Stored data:
§ §

//! Core entity structs for the Frontier simulation.
//!
//! Covers positions, stats, the seven stored entity kinds (actors, NPC
//! monsters, resource nodes, behemoths, structures, alliances, trades), the
//! job records the tick pipeline advances (crafting, gathering, climbing,
//! combat pairs) and the serializable [`WorldSnapshot`].

use std::collections::{BTreeMap, BTreeSet};

use serde::{Deserialize, Serialize};

use crate::enums::{
    ActorStatus, BehemothStatus, EquipSlot, Item, MonsterBehavior, ResourceKind, ResourceState,
    Role, StructureKind, TradeStatus,
};
use crate::ids::{
    ActorId, AllianceId, BehemothId, CraftJobId, MonsterId, ResourceId, StructureId, TradeId,
};

/// Distance kept between a clamped coordinate and the exclusive world edge.
pub const EDGE_MARGIN: f64 = 1e-6;

// ---------------------------------------------------------------------------
// Position
// ---------------------------------------------------------------------------

/// A point in the square world. Both coordinates live in `[0, world_size)`.
#[derive(Debug, Clone, Copy, PartialEq, Default, Serialize, Deserialize)]
pub struct Position {
    /// Horizontal coordinate.
    pub x: f64,
    /// Vertical coordinate.
    pub y: f64,
}

impl Position {
    /// Construct a position without clamping.
    pub const fn new(x: f64, y: f64) -> Self {
        Self { x, y }
    }

    /// Euclidean distance to another position.
    pub fn distance_to(self, other: Self) -> f64 {
        (other.x - self.x).hypot(other.y - self.y)
    }

    /// Whether both coordinates are finite numbers.
    pub const fn is_finite(self) -> bool {
        self.x.is_finite() && self.y.is_finite()
    }

    /// Whether the position lies inside `[0, world_size)` on both axes.
    pub fn in_bounds(self, world_size: f64) -> bool {
        self.is_finite()
            && self.x >= 0.0
            && self.y >= 0.0
            && self.x < world_size
            && self.y < world_size
    }

    /// Clamp both coordinates into `[0, world_size)`.
    ///
    /// Non-finite coordinates collapse to `0.0`.
    pub fn clamped(self, world_size: f64) -> Self {
        let upper = (world_size - EDGE_MARGIN).max(0.0);
        let clamp = |v: f64| if v.is_finite() { v.clamp(0.0, upper) } else { 0.0 };
        Self {
            x: clamp(self.x),
            y: clamp(self.y),
        }
    }

    /// Step at most `max_step` units toward `target`.
    ///
    /// Returns the new position and whether the target was reached. When the
    /// remaining distance is within `max_step` the result snaps exactly onto
    /// the target.
    pub fn step_toward(self, target: Self, max_step: f64) -> (Self, bool) {
        let dist = self.distance_to(target);
        if dist <= max_step {
            return (target, true);
        }
        let ratio = max_step / dist;
        let next = Self {
            x: (target.x - self.x).mul_add(ratio, self.x),
            y: (target.y - self.y).mul_add(ratio, self.y),
        };
        (next, false)
    }

    /// Step `max_step` units directly away from `threat`.
    ///
    /// When standing exactly on the threat the step goes along +x.
    pub fn step_away(self, threat: Self, max_step: f64) -> Self {
        let dist = self.distance_to(threat);
        if dist <= f64::EPSILON {
            return Self {
                x: self.x + max_step,
                y: self.y,
            };
        }
        let ratio = max_step / dist;
        Self {
            x: (self.x - threat.x).mul_add(ratio, self.x),
            y: (self.y - threat.y).mul_add(ratio, self.y),
        }
    }
}

// ---------------------------------------------------------------------------
// Stats and equipment
// ---------------------------------------------------------------------------

/// Combat statistics shared by actors and NPC monsters.
///
/// `attack` and `max_health` are derived from the `base_*` values (and the
/// evolution multiplier for monster-role actors). `defense` is flat.
#[derive(Debug, Clone, Copy, PartialEq, Eq, Serialize, Deserialize)]
pub struct Stats {
    /// Current health. Zero means dead.
    pub health: u32,
    /// Maximum health.
    pub max_health: u32,
    /// Effective attack before equipment.
    pub attack: u32,
    /// Effective defense before equipment.
    pub defense: u32,
    /// Attack before evolution multipliers.
    pub base_attack: u32,
    /// Maximum health before evolution multipliers.
    pub base_max_health: u32,
}

impl Stats {
    /// Full-health stats where effective values equal the base values.
    pub const fn new(max_health: u32, attack: u32, defense: u32) -> Self {
        Self {
            health: max_health,
            max_health,
            attack,
            defense,
            base_attack: attack,
            base_max_health: max_health,
        }
    }

    /// Whether health is above zero.
    pub const fn is_alive(&self) -> bool {
        self.health > 0
    }
}

/// Items currently equipped, one per slot.
#[derive(Debug, Clone, Copy, PartialEq, Eq, Default, Serialize, Deserialize)]
pub struct Equipment {
    /// Weapon slot.
    pub weapon: Option<Item>,
    /// Armor slot.
    pub armor: Option<Item>,
    /// Tool slot.
    pub tool: Option<Item>,
}

impl Equipment {
    /// The item in a given slot.
    pub const fn get(&self, slot: EquipSlot) -> Option<Item> {
        match slot {
            EquipSlot::Weapon => self.weapon,
            EquipSlot::Armor => self.armor,
            EquipSlot::Tool => self.tool,
        }
    }

    /// Put `item` into `slot`, returning whatever was there before.
    pub const fn replace(&mut self, slot: EquipSlot, item: Item) -> Option<Item> {
        let target = match slot {
            EquipSlot::Weapon => &mut self.weapon,
            EquipSlot::Armor => &mut self.armor,
            EquipSlot::Tool => &mut self.tool,
        };
        target.replace(item)
    }

    fn items(&self) -> [Option<Item>; 3] {
        [self.weapon, self.armor, self.tool]
    }

    /// Sum of attack bonuses across all slots.
    pub fn attack_bonus(&self) -> u32 {
        self.items()
            .into_iter()
            .flatten()
            .fold(0_u32, |acc, i| acc.saturating_add(i.attack_bonus()))
    }

    /// Sum of defense bonuses across all slots.
    pub fn defense_bonus(&self) -> u32 {
        self.items()
            .into_iter()
            .flatten()
            .fold(0_u32, |acc, i| acc.saturating_add(i.defense_bonus()))
    }
}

§ §

- _Required action_
Which lines of the records above contain the word "EquipSlot"? Copy each of them.

- _Exercise response_
    ActorStatus, BehemothStatus, EquipSlot, Item, MonsterBehavior, ResourceKind, ResourceState,
    pub const fn get(&self, slot: EquipSlot) -> Option<Item> {
            EquipSlot::Weapon => self.weapon,
            EquipSlot::Armor => self.armor,
            EquipSlot::Tool => self.tool,
    pub const fn replace(&mut self, slot: EquipSlot, item: Item) -> Option<Item> {
            EquipSlot::Weapon => &mut self.weapon,
            EquipSlot::Armor => &mut self.armor,
            EquipSlot::Tool => &mut self.tool,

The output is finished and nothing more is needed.